Уехав, почти никому не писал, редко звонил – как отрезал. И сейчас не испытываю особой потребности в общении. Отрицательный опыт мешает. С кем бы из москвичей, посещавших Нью-Йорк, ни встречался по случаю, всегда одно и то же: преимущественно о себе говорят, о своих неудачах, бедах, невзгодах, ты, живущий по другую сторону океана, интересуешь их постольку-поскольку, ибо априори у тебя все должно быть хорошо – ведь ты американец; если же хвастать успехами начинают, то постоянно сравнивают со страной твоего нового обитания, и с каким-то вызовом, надсадом – у нас теперь не хуже, а может, и лучше, чем в вашей хваленой Америке. Из всех дыр лезет плохо скрываемая зависть, замешенная на ущербности, ущемленности. Оттого и желания у меня нет поддерживать отношения.
Нет, сейчас никому звонить не станет – в самом деле поздно.
Днем следующего дня приезжает гонец от Натана, привозит обещанные заранее деньги, три миллиона. Костя делит на две равные части, одну отдает Верховскому, жутко расчувствовавшемуся, полезшему целоваться, пустившему стариковскую слезу. Костя еле его успокаивает.
Вечером вызванивает водителю Натана и едет в Измайлово, к Николаю Ивановичу.
Дорога долгая, дважды в затор попадает, зато часть города как бы в разрезе видит – сколько и чего понастроено. Уйма чего, не узнать знакомые места. Но мысли не об этом. Стоит перед глазами маленький, сухонький, лысый человек с бородавкой на носу, подвижный, шебутной, любивший покалякать о литературе, живописи, в чем превосходно разбирался. А занимался дядя Коля, как Ситников его называл, военной техникой, которой всю жизнь отдал. Был он на пять лет моложе Костиного отца, восемнадцатого года, познакомились они на испытаниях и подружились. Ближе человека у отца и не было, наверное. Хотя виделись не так уж часто – дядя Коля из командировок не вылезал. Дослужился до полковника, а мог стать генералом, как отец считал. В сорок седьмом придумал дядя Коля что-то революционное по радиолокации. У американцев не было такого. Начальник «ящика», где работал дядя Коля, доложил по инстанции. Чертежи и схемы на стол высокому военному начальнику легли. Тот должен был к Берии идти, который военно-промышленный комплекс курировал, пробивать дорогу новому, но сдрейфил и не пошел. Спустил на тормозах опять в «ящик»: дорабатывайте, стройте опытный экземпляр, тогда поглядим. Рассудил начальник так: ежели в самом деле революционное этот капитан-недомерок изобрел, всем повышение, премии, звезды на погоны, ордена, а если нет, если конфуз выйдет, что тогда? С капитана взятки гладки, он – никто, ну, дадут ему по шее, и все, даже не арестуют.
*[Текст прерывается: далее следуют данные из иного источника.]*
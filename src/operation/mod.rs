pub mod allocate_stream;
pub mod alter_stream;
pub mod cdc_stream;
pub mod completion;
pub mod context;
pub mod create_domain;
pub mod deallocate_stream;
pub mod mkdir;

use crate::catalog::checker::Checker;
use crate::catalog::stream::ResourceConfig;
use crate::catalog::{PathId, PathNode, PathTree, validate_name};
use crate::error::fatal;
use crate::operation::allocate_stream::AllocateStream;
use crate::operation::alter_stream::AlterStream;
use crate::operation::cdc_stream::{CreateCdcStream, DropCdcStream};
use crate::operation::context::OperationContext;
use crate::operation::create_domain::CreateDomain;
use crate::operation::deallocate_stream::DeallocateStream;
use crate::operation::mkdir::MkDir;
use crate::quota::{DomainLimits, QuotaDelta};
use serde::{Deserialize, Serialize};
use std::collections::BTreeMap;
use tracing::{info, warn};

#[derive(Debug, Clone, Copy, PartialEq, Eq, PartialOrd, Ord, Hash, Serialize, Deserialize)]
pub struct TxId(pub u64);

impl std::fmt::Display for TxId {
    fn fmt(&self, f: &mut std::fmt::Formatter<'_>) -> std::fmt::Result {
        write!(f, "{}", self.0)
    }
}

/// One part of a (possibly multi-part) transaction.
#[derive(Debug, Clone, Copy, PartialEq, Eq, PartialOrd, Ord, Hash, Serialize, Deserialize)]
pub struct OperationId {
    pub tx_id: TxId,
    pub part: u32,
}

impl OperationId {
    pub fn new(tx_id: TxId, part: u32) -> Self {
        Self { tx_id, part }
    }
}

impl std::fmt::Display for OperationId {
    fn fmt(&self, f: &mut std::fmt::Formatter<'_>) -> std::fmt::Result {
        write!(f, "{}:{}", self.tx_id, self.part)
    }
}

/// Plan step at which a drop became final.
#[derive(Debug, Clone, Copy, PartialEq, Eq, PartialOrd, Ord, Hash, Serialize, Deserialize)]
pub struct StepId(pub u64);

#[derive(Debug, Clone, Copy, PartialEq, Eq, Hash, Serialize, Deserialize)]
pub enum StatusCode {
    Accepted,
    NotFound,
    AlreadyExists,
    PreconditionFailed,
    MultipleModifications,
    NameConflict,
    PathIsNotDirectory,
    QuotaViolation,
    InvalidParameters,
}

impl StatusCode {
    pub fn as_str(self) -> &'static str {
        match self {
            StatusCode::Accepted => "accepted",
            StatusCode::NotFound => "not_found",
            StatusCode::AlreadyExists => "already_exists",
            StatusCode::PreconditionFailed => "precondition_failed",
            StatusCode::MultipleModifications => "multiple_modifications",
            StatusCode::NameConflict => "name_conflict",
            StatusCode::PathIsNotDirectory => "path_is_not_directory",
            StatusCode::QuotaViolation => "quota_violation",
            StatusCode::InvalidParameters => "invalid_parameters",
        }
    }
}
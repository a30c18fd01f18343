use crate::operation::{StepId, TxId};
use serde::{Deserialize, Serialize};
use std::collections::BTreeMap;

/// Arena index of a node in the path tree. Never reused.
#[derive(Debug, Clone, Copy, PartialEq, Eq, PartialOrd, Ord, Hash, Serialize, Deserialize)]
pub struct PathId(pub u64);

impl PathId {
    pub const ROOT: PathId = PathId(0);
}

impl std::fmt::Display for PathId {
    fn fmt(&self, f: &mut std::fmt::Formatter<'_>) -> std::fmt::Result {
        write!(f, "{}", self.0)
    }
}

#[derive(Debug, Clone, Copy, PartialEq, Eq, Hash, Serialize, Deserialize)]
pub enum PathKind {
    Root,
    Domain,
    Directory,
    Stream,
    CdcStream,
}

impl PathKind {
    pub fn is_like_directory(self) -> bool {
        matches!(self, PathKind::Root | PathKind::Domain | PathKind::Directory)
    }

    pub fn as_str(self) -> &'static str {
        match self {
            PathKind::Root => "root",
            PathKind::Domain => "domain",
            PathKind::Directory => "directory",
            PathKind::Stream => "stream",
            PathKind::CdcStream => "cdc_stream",
        }
    }
}

impl std::fmt::Display for PathKind {
    fn fmt(&self, f: &mut std::fmt::Formatter<'_>) -> std::fmt::Result {
        f.write_str(self.as_str())
    }
}

#[derive(Debug, Clone, Copy, PartialEq, Eq, Serialize, Deserialize)]
pub enum PathState {
    Created,
    AlteringInProgress,
    MarkedDeleted,
    /// Terminal.
    Dropped,
}

#[derive(Debug, Clone, PartialEq, Eq, Serialize, Deserialize)]
pub struct PathNode {
    pub id: PathId,
    pub name: String,
    pub parent: Option<PathId>,
    /// Children by name, dropped ones included until the name is reused.
    pub children: BTreeMap<String, PathId>,
    pub kind: PathKind,
    pub state: PathState,
    /// Top-level domain the node is accounted to; the root points at itself.
    pub domain: PathId,
    pub owning_tx: Option<TxId>,
    pub created_tx: TxId,
    pub last_tx: TxId,
    pub drop_tx: Option<TxId>,
    pub drop_step: Option<StepId>,
    pub alter_version: u64,
    pub dir_alter_version: u64,
    pub user_attrs: BTreeMap<String, String>,
    /// Derived from children states; rebuilt after replay.
    #[serde(skip)]
    pub alive_children: u64,
}

impl PathNode {
    pub(crate) fn new(
        id: PathId,
        name: String,
        parent: Option<PathId>,
        kind: PathKind,
        domain: PathId,
        tx_id: TxId,
    ) -> Self {
        Self {
            id,
            name,
            parent,
            children: BTreeMap::new(),
            kind,
            state: PathState::Created,
            domain,
            owning_tx: None,
            created_tx: tx_id,
            last_tx: tx_id,
            drop_tx: None,
            drop_step: None,
            alter_version: 1,
            dir_alter_version: 1,
            user_attrs: BTreeMap::new(),
            alive_children: 0,
        }
    }

    pub fn is_dropped(&self) -> bool {
        self.state == PathState::Dropped
    }

    pub fn is_under_deleting(&self) -> bool {
        self.state == PathState::MarkedDeleted
    }

    /// A drop has been decided for this node, whether or not it finished.
    pub fn planned_to_drop(&self) -> bool {
        self.drop_tx.is_some()
    }

    pub fn is_under_operation(&self) -> bool {
        self.owning_tx.is_some()
    }
}
impl PropertyDeclaration {
    pub fn new(name: impl Into<String>, property_type: PropertyType) -> Self {
        Self {
            name: name.into(),
            property_type,
            flags: PropertyFlags::NONE,
            initial_value: None,
            function_argument_names: vec![],
            deprecation: None,
        }
    }

    fn with_flags(mut self, flags: PropertyFlags) -> Self {
        self.flags = flags;
        self
    }

    fn with_initial_value(mut self, source: &'static str) -> Self {
        self.initial_value = Some(source);
        self
    }

    fn with_function_arguments(mut self, args: &[&'static str]) -> Self {
        self.function_argument_names = args.to_vec();
        self
    }

    fn deprecated(mut self, removal_version: Version, message: &'static str) -> Self {
        self.deprecation = Some(DeprecationInfo {
            removal_version,
            message,
        });
        self
    }
}

pub type PropertyDeclarationMap = IndexMap<String, PropertyDeclaration>;

/// The language version accepted by `import brix.base <version>`.
pub const LANGUAGE_VERSION: Version = Version::new(1, 0);

/// The registry of built-in item types and their legal properties.
///
/// Constructed once by the resolution driver and passed by reference;
/// immutable afterwards, so shared reads need no synchronization.
#[derive(Debug)]
pub struct BuiltinDeclarations {
    language_version: Version,
    builtins: IndexMap<ItemType, PropertyDeclarationMap>,
    deprecated_types: IndexMap<ItemType, DeprecationInfo>,
    empty: PropertyDeclarationMap,
}

fn decl_map(decls: Vec<PropertyDeclaration>) -> PropertyDeclarationMap {
    decls.into_iter().map(|d| (d.name.clone(), d)).collect()
}

fn condition_property() -> PropertyDeclaration {
    PropertyDeclaration::new("condition", PropertyType::Boolean).with_initial_value("true")
}

fn name_property() -> PropertyDeclaration {
    PropertyDeclaration::new("name", PropertyType::String)
}

/// The property set shared by module-like items (Module, Export).
fn module_like_properties() -> Vec<PropertyDeclaration> {
    vec![
        condition_property(),
        name_property(),
        PropertyDeclaration::new("setupBuildEnvironment", PropertyType::Verbatim)
            .with_function_arguments(&["project", "product"]),
        PropertyDeclaration::new("setupRunEnvironment", PropertyType::Verbatim)
            .with_function_arguments(&["project", "product"]),
        PropertyDeclaration::new("additionalProductTypes", PropertyType::StringList),
        PropertyDeclaration::new("version", PropertyType::String),
    ]
}

impl Default for BuiltinDeclarations {
    fn default() -> Self {
        Self::new()
    }
}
А с него, начальника, шкуру дудкой снимут, разжалуют, в Тмутаракань сошлют за то, что Берию в заблуждение ввел, а тот мог Сталину рассказать: вот, мол, какое оружие у нас есть… За такой обман могут и на Лубянку… А через года два у американцев появилось аналогичное.
Знал это Костя со слов отца. Сколько ни пытался дядю Колю выспросить, не получалось: отделывался тот туманными фразами и переходил на обсуждение новинок в последних номерах литературных журналов.
Любил Костя вслушиваться в речь дяди Коли. Пек тот фразы, как блины, и если о речи человека можно сказать – вкусная, то именно такой была она. Ее хотелось смаковать. Может, и грешил он отчасти многословием, но Косте было это всласть. Умение подмечать смешное во всем, что окружает, мягкая, ненавязчивая манера вести разговор, без дешевого балагурства и непременного желания рассмешить, добавляли словам дяди Коли теплый, хотя и слегка ироничный окрас. И еще никогда не вел пустопорожние разговоры, просто треп, столь многими обожаемый, для него исключался. Кое-что сказанное им помнится по сию пору, например про то, что мелкие дела нередко требуют такой же затраты усилий, что и крупные, следовательно, надо учиться делать различие и не изводить годы попусту.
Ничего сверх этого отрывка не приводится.